Godzinę po rozpoczęciu notowań indeks największych firm warszawskiego parkietu WIG20 znajdował się ponad 2 proc. poniżej ubiegłorocznego zamknięcia. Krajowe Indeksy podążają zgodnie z kierunkiem wyznaczonym przez największe europejskie parkiety, gdzie w poniedziałek od samego początku notowań zdecydowaną przewagę mają sprzedający. W rezultacie główne wskaźniki na największych europejskich rynkach akcji notują 2-3 proc. spadki. Pogorszenie nastrojów rynkowych ma związek z danymi z Chin. Indeks PMI, opisujący koniunkturę w sektorze przemysłowym Chin, spadł niespodziewanie w grudniu do 48,2 pkt. z 48,6 pkt. na koniec poprzedniego miesiąca. Sytuację dodatkowo pogarsza wzrost napięcia na Bliskim Wschodzie pomiędzy Arabia Saudyjską i Iranem.
Poniedziałkowy spadek krajowych indeksów to efekt przede wszystkim wyprzedaży walorów największych spółek skupionych w indeksie WIG20. W rezultacie notowania niemal wszystkich uczestników indeksu „świeca" na czerwono. Prym w tym gronie wiedzie KGHM, któremu szkodzą taniejące surowce.
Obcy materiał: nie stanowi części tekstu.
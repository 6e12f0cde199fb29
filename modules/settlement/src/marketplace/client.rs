use async_trait::async_trait;
use chrono::{DateTime, SecondsFormat, Utc};
use reqwest::{Client, StatusCode};
use serde::Deserialize;
use std::sync::Arc;
use std::time::Duration;

use super::error::{MarketplaceError, MarketplaceResult};
use super::token::TokenProvider;
use super::ReportSource;
use crate::config::MarketplaceConfig;
use crate::models::{ReportDocument, ReportSummary, SETTLEMENT_REPORT_TYPE};

const REPORTS_PATH: &str = "/reports/2021-06-30/reports";
const DOCUMENTS_PATH: &str = "/reports/2021-06-30/documents";
const PAGE_SIZE: &str = "100";

#[derive(Debug, Deserialize)]
#[serde(rename_all = "camelCase")]
struct ReportPage {
    #[serde(default)]
    reports: Vec<ReportSummary>,
    #[serde(default)]
    next_token: Option<String>,
}

/// Reports API client with token renewal and rate-limit retry
#[derive(Clone)]
pub struct MarketplaceClient {
    config: Arc<MarketplaceConfig>,
    http_client: Client,
    tokens: Arc<dyn TokenProvider>,
    initial_backoff: Duration,
}

impl MarketplaceClient {
    pub fn new(config: MarketplaceConfig, tokens: Arc<dyn TokenProvider>) -> MarketplaceResult<Self> {
        let http_client = Client::builder()
            .timeout(Duration::from_secs(120))
            .build()
            .map_err(|e| MarketplaceError::HttpError(e.to_string()))?;

        Ok(Self::with_http_client(config, tokens, http_client))
    }

    pub fn with_http_client(config: MarketplaceConfig, tokens: Arc<dyn TokenProvider>, http_client: Client) -> Self {
        MarketplaceClient {
            config: Arc::new(config),
            http_client,
            tokens,
            initial_backoff: Duration::from_secs(1),
        }
    }

    /// Override the first retry delay (tests use zero)
    pub fn with_initial_backoff(mut self, backoff: Duration) -> Self {
        self.initial_backoff = backoff;
        self
    }

    /// GET a JSON resource, retrying 429/5xx/network failures and renewing
    /// the token once on 401
    async fn get_json<T: serde::de::DeserializeOwned>(
        &self,
        path: &str,
        query: &[(&str, String)],
    ) -> MarketplaceResult<T> {
        let url = format!("{}{}", self.config.endpoint.trim_end_matches('/'), path);
        let mut backoff = self.initial_backoff;
        let mut renewed = false;
        let mut attempt = 0;

        loop {
            attempt += 1;
            let token = self.tokens.access_token().await?;
            let result = self
                .http_client
                .get(&url)
                .header("x-amz-access-token", token)
                .query(query)
                .send()
                .await;

            let response = match result {
                Ok(response) => response,
                Err(e) => {
                    if attempt >= self.config.max_attempts {
                        return Err(MarketplaceError::HttpError(e.to_string()));
                    }
                    tracing::warn!(path = %path, attempt, error = %e, "Marketplace request failed, retrying");
                    tokio::time::sleep(backoff).await;
                    backoff = next_backoff(backoff);
                    continue;
                }
            };

            let status = response.status();
            if status == StatusCode::UNAUTHORIZED || status == StatusCode::FORBIDDEN {
                if !renewed {
                    tracing::info!(path = %path, "Access token rejected, renewing");
                    self.tokens.invalidate().await;
                    renewed = true;
                    continue;
                }
                let body = response.text().await.unwrap_or_default();
                return Err(MarketplaceError::AuthError(format!("{}: {}", status.as_u16(), body)));
            }

            if status == StatusCode::TOO_MANY_REQUESTS || status.is_server_error() {
                if attempt >= self.config.max_attempts {
                    if status == StatusCode::TOO_MANY_REQUESTS {
                        return Err(MarketplaceError::RateLimited { attempts: attempt });
                    }
                    let body = response.text().await.unwrap_or_default();
                    return Err(MarketplaceError::ApiError {
                        status_code: status.as_u16(),
                        message: body,
                    });
                }
                let wait = retry_after(&response).unwrap_or(backoff);
                tracing::warn!(
                    path = %path,
                    status = status.as_u16(),
                    attempt,
                    wait_ms = wait.as_millis() as u64,
                    "Marketplace throttled or unavailable, backing off"
                );
                tokio::time::sleep(wait).await;
                backoff = next_backoff(backoff);
                continue;
            }

            return self.handle_response(response).await;
        }
    }

    /// Handle HTTP response and convert to appropriate type or error
    async fn handle_response<T: serde::de::DeserializeOwned>(
        &self,
        response: reqwest::Response,
    ) -> MarketplaceResult<T> {
        let status = response.status();

        if status.is_success() {
            response
                .json::<T>()
                .await
                .map_err(|e| MarketplaceError::ParseError(e.to_string()))
        } else {
            let error_body = response
                .text()
                .await
                .unwrap_or_else(|_| "Unable to read error response".to_string());

            Err(MarketplaceError::ApiError {
                status_code: status.as_u16(),
                message: error_body,
            })
        }
    }
}

fn next_backoff(current: Duration) -> Duration {
    std::cmp::min(current * 2, Duration::from_secs(30))
}

fn retry_after(response: &reqwest::Response) -> Option<Duration> {
    response
        .headers()
        .get("retry-after")
        .and_then(|v| v.to_str().ok())
        .and_then(|v| v.trim().parse::<u64>().ok())
        .map(Duration::from_secs)
}

#[async_trait]
impl ReportSource for MarketplaceClient {
    async fn list_reports(&self, created_since: DateTime<Utc>) -> MarketplaceResult<Vec<ReportSummary>> {
        let mut all_reports = Vec::new();
        let mut next_token: Option<String> = None;

        loop {
            let mut query = vec![
                ("reportTypes", SETTLEMENT_REPORT_TYPE.to_string()),
                ("processingStatuses", "DONE".to_string()),
                ("pageSize", PAGE_SIZE.to_string()),
                ("createdSince", created_since.to_rfc3339_opts(SecondsFormat::Secs, true)),
            ];
            if let Some(token) = &next_token {
                query.push(("nextToken", token.clone()));
            }

            let page: ReportPage = self.get_json(REPORTS_PATH, &query).await?;
            all_reports.extend(page.reports);

            match page.next_token.filter(|t| !t.is_empty()) {
                Some(token) => {
                    next_token = Some(token);
                    tokio::time::sleep(self.config.page_delay).await;
                }
                None => break,
            }
        }

        all_reports.sort_by(|a, b| b.sort_key().cmp(&a.sort_key()));
        tracing::info!(count = all_reports.len(), "Listed settlement reports");
        Ok(all_reports)
    }

    async fn get_report(&self, report_id: &str) -> MarketplaceResult<ReportSummary> {
        self.get_json(&format!("{}/{}", REPORTS_PATH, report_id), &[]).await
    }

    async fn get_document(&self, document_id: &str) -> MarketplaceResult<ReportDocument> {
        self.get_json(&format!("{}/{}", DOCUMENTS_PATH, document_id), &[]).await
    }

    async fn download(&self, url: &str) -> MarketplaceResult<Vec<u8>> {
        let response = self
            .http_client
            .get(url)
            .send()
            .await
            .map_err(|e| MarketplaceError::HttpError(e.to_string()))?;

        let status = response.status();
        if !status.is_success() {
            return Err(MarketplaceError::ApiError {
                status_code: status.as_u16(),
                message: format!("document download failed for {}", url),
            });
        }

        let bytes = response
            .bytes()
            .await
            .map_err(|e| MarketplaceError::HttpError(e.to_string()))?;
        Ok(bytes.to_vec())
    }
}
Słabo wypadają spółki energetyczne oraz przedstawiciele sektora bankowego. Spadkom skutecznie opierają się jedynie walory Cyfrowego Polsatu.
Nie najlepsze nastroje udzieliły się także posiadaczom walorów spółek o mniejszej kapitalizacji. Tutaj jednak aktywność sprzedających jest mniejsza.